How to remove EXIF data from a photo
A photo's EXIF metadata can contain your GPS location and camera model. Here's how to strip it before sharing.
The short answer
The simplest way to remove EXIF data from a photo is to use a service that strips it automatically on upload, like AnonShot: you don't have to do anything, GPS location and camera info are removed before the link is generated.
What EXIF metadata contains
The EXIF (Exchangeable Image File Format) standard embeds technical information into the image file: date and time of capture, camera model and settings, and often precise GPS coordinates if location was enabled.
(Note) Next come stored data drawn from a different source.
/// Per-direction upstream timeouts, in seconds
#[derive(Debug, Clone, Copy, Deserialize)]
pub struct UpstreamTimeout {
    #[serde(default = "default_timeout")]
    pub connect: f64,
    #[serde(default = "default_timeout")]
    pub send: f64,
    #[serde(default = "default_timeout")]
    pub read: f64,
}

fn default_timeout() -> f64 {
    60.0
}

impl Default for UpstreamTimeout {
    fn default() -> Self {
        Self {
            connect: default_timeout(),
            send: default_timeout(),
            read: default_timeout(),
        }
    }
}

/// Active probe protocol
#[derive(Debug, Clone, Copy, Default, PartialEq, Eq, Deserialize)]
#[serde(rename_all = "lowercase")]
pub enum ProbeKind {
    #[default]
    Http,
    Https,
    Tcp,
}

/// Background probing of upstream nodes
#[derive(Debug, Clone, Deserialize)]
pub struct ActiveCheck {
    #[serde(default, rename = "type")]
    pub kind: ProbeKind,
    #[serde(default = "default_probe_path")]
    pub http_path: String,
    #[serde(default = "default_probe_interval")]
    pub interval_secs: u64,
    #[serde(default = "default_probe_timeout")]
    pub timeout_secs: u64,
    /// Consecutive failures before a node is marked unhealthy
    #[serde(default = "default_unhealthy_threshold")]
    pub unhealthy_threshold: u32,
    /// Consecutive successes before an unhealthy node recovers
    #[serde(default = "default_healthy_threshold")]
    pub healthy_threshold: u32,
}

fn default_probe_path() -> String {
    "/".to_string()
}

fn default_probe_interval() -> u64 {
    1
}

fn default_probe_timeout() -> u64 {
    1
}

fn default_unhealthy_threshold() -> u32 {
    2
}

fn default_healthy_threshold() -> u32 {
    2
}

impl Default for ActiveCheck {
    fn default() -> Self {
        Self {
            kind: ProbeKind::Http,
            http_path: default_probe_path(),
            interval_secs: default_probe_interval(),
            timeout_secs: default_probe_timeout(),
            unhealthy_threshold: default_unhealthy_threshold(),
            healthy_threshold: default_healthy_threshold(),
        }
    }
}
This data is invisible to the naked eye but readable by anyone with an image analysis tool, which can reveal where and when a photo was taken without you intending it.
Why it's a privacy risk
Sharing a photo taken at your home with GPS coordinates intact can reveal your address to anyone inspecting the file. This is a particularly underestimated risk on social networks and forums that don't systematically strip this data.
Ways to remove EXIF data
Manually: on a computer, file properties sometimes let you strip metadata before sending; on a smartphone, taking a screenshot of the photo regenerates a file with no EXIF, at the cost of some quality loss.
Automatically: using a service like AnonShot that systematically cleans sensitive metadata on every upload is the most reliable method and the least prone to being forgotten.